Go through the records and filter out every line lacking the word "hCtSmYh"; copy the lines that remain.
*** Records for this exercise ***
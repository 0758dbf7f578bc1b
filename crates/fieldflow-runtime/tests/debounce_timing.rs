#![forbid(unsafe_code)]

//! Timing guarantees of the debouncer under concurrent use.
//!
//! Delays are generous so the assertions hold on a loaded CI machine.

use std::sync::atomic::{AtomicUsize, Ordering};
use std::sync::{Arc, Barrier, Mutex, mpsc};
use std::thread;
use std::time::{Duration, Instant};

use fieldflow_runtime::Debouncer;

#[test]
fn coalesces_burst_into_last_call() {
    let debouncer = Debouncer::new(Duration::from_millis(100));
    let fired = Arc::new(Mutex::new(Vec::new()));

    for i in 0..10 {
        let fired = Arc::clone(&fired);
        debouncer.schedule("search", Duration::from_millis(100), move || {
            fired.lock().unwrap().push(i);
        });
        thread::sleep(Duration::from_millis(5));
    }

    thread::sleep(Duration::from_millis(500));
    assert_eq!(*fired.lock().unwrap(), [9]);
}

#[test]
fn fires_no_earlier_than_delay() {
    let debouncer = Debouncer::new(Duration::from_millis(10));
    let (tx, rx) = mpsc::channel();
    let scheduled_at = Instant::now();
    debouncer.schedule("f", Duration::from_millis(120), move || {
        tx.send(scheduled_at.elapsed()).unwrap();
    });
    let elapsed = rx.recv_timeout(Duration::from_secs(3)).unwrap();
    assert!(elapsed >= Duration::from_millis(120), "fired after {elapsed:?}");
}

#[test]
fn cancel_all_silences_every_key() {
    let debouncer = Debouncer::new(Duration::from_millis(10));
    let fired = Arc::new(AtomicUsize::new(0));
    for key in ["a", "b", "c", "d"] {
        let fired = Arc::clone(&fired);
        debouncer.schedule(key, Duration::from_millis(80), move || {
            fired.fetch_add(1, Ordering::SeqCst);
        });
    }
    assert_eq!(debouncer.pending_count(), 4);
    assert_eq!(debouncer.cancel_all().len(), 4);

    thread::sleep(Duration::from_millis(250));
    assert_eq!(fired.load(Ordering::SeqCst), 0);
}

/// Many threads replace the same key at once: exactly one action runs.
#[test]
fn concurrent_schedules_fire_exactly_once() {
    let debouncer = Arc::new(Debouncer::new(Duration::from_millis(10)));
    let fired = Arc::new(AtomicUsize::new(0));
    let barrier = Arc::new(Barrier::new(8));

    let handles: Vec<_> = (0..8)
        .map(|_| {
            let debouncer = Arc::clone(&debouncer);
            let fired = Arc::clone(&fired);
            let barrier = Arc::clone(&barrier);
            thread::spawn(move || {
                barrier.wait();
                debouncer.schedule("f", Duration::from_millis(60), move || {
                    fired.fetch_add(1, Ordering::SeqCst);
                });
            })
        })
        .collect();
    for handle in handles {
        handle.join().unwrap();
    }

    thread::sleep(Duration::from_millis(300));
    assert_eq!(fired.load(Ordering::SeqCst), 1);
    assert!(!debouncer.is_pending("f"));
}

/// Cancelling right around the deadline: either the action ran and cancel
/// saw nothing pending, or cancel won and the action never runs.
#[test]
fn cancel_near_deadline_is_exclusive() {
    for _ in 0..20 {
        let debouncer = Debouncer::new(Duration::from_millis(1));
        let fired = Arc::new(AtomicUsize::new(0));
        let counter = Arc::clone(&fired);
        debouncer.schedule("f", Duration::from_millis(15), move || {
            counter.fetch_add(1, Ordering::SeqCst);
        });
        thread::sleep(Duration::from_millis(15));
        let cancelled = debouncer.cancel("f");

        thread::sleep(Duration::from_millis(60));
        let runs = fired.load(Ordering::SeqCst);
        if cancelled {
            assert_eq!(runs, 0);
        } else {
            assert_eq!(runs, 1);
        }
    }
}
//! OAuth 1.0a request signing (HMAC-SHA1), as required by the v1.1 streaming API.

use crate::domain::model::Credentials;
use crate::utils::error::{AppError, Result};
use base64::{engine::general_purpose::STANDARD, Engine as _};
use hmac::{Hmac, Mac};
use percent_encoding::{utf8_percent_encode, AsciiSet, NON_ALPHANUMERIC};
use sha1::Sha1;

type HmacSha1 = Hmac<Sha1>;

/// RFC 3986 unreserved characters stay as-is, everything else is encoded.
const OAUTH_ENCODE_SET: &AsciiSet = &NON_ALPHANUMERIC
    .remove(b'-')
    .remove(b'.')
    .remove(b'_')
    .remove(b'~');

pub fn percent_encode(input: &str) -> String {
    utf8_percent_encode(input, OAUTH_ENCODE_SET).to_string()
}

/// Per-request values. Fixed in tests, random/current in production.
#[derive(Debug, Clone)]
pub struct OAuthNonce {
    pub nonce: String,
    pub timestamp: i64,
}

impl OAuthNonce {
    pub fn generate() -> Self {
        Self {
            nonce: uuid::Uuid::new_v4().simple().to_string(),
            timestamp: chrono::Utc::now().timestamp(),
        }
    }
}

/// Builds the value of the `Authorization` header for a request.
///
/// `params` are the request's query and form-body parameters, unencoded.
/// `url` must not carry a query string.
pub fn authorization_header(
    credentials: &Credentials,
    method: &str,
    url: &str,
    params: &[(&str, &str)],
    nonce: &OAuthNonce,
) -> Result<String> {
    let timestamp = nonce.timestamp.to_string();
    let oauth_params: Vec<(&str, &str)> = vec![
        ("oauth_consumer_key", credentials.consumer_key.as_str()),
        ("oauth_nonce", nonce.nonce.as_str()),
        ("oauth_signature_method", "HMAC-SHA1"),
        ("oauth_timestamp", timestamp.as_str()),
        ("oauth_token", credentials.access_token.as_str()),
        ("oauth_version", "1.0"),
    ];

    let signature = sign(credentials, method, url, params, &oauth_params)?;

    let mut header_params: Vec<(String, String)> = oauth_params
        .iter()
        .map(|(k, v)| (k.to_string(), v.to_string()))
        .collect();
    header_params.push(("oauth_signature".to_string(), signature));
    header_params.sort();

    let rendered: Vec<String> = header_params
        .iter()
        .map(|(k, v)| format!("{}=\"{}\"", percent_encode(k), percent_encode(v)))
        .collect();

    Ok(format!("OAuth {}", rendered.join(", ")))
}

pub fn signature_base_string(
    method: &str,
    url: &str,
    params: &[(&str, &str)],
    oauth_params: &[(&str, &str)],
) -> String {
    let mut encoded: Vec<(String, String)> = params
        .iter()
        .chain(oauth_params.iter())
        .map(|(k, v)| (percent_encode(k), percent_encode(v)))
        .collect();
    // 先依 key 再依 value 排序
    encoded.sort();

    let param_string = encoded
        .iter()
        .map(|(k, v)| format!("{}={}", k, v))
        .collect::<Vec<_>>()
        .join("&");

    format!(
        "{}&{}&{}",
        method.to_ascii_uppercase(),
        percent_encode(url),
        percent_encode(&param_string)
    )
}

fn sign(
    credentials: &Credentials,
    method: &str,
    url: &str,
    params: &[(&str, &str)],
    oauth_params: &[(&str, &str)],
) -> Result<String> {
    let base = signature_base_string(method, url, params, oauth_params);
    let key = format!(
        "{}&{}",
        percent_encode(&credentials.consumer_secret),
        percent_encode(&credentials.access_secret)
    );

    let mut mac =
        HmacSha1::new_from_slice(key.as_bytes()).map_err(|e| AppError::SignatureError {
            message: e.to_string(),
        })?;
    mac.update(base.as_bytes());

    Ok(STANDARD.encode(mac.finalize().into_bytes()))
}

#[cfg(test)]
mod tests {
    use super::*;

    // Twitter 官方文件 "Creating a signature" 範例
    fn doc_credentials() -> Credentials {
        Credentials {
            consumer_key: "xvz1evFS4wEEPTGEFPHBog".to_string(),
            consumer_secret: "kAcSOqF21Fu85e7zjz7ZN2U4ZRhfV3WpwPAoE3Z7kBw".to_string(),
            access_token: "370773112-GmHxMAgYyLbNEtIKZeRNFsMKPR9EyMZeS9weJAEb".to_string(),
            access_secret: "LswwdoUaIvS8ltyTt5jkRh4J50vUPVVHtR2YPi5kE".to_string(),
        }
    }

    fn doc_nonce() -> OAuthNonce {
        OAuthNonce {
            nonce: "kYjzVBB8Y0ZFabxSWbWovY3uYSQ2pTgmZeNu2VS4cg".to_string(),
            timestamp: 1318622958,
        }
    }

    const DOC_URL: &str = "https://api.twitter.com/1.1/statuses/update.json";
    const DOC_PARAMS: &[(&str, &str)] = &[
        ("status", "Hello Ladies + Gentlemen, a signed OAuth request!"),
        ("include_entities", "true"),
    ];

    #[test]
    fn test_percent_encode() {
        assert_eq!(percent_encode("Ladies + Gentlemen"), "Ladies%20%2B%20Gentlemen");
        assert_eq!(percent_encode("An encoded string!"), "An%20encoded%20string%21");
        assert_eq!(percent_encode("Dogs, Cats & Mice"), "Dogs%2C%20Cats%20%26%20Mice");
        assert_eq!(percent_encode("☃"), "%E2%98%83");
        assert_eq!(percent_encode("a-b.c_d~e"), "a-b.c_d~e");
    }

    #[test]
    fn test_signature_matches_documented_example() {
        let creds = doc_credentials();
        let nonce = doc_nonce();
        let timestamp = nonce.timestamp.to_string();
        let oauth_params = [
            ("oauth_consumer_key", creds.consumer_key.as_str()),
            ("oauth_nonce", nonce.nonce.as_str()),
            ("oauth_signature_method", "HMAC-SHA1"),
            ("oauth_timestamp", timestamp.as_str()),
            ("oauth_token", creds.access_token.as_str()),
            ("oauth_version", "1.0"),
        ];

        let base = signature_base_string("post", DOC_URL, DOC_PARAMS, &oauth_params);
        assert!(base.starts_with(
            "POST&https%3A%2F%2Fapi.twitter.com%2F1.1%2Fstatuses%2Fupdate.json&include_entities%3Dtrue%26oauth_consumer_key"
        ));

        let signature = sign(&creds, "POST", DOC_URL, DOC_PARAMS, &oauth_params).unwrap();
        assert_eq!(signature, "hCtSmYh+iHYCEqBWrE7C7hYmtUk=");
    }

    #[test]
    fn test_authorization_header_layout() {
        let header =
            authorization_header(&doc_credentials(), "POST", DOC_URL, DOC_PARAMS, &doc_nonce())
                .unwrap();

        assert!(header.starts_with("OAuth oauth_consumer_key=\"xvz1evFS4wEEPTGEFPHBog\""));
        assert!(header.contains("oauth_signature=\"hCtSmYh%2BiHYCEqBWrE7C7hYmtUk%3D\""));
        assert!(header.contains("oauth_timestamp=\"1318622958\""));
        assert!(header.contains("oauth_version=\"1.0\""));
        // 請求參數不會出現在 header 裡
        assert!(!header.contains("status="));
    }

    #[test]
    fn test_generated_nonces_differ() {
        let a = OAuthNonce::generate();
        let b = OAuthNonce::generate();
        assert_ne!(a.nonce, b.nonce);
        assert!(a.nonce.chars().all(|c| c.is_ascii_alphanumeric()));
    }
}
*** End of Records for this exercise ***
• _Solution for this problem_:
        assert_eq!(signature, "hCtSmYh+iHYCEqBWrE7C7hYmtUk=");
        assert!(header.contains("oauth_signature=\"hCtSmYh%2BiHYCEqBWrE7C7hYmtUk%3D\""));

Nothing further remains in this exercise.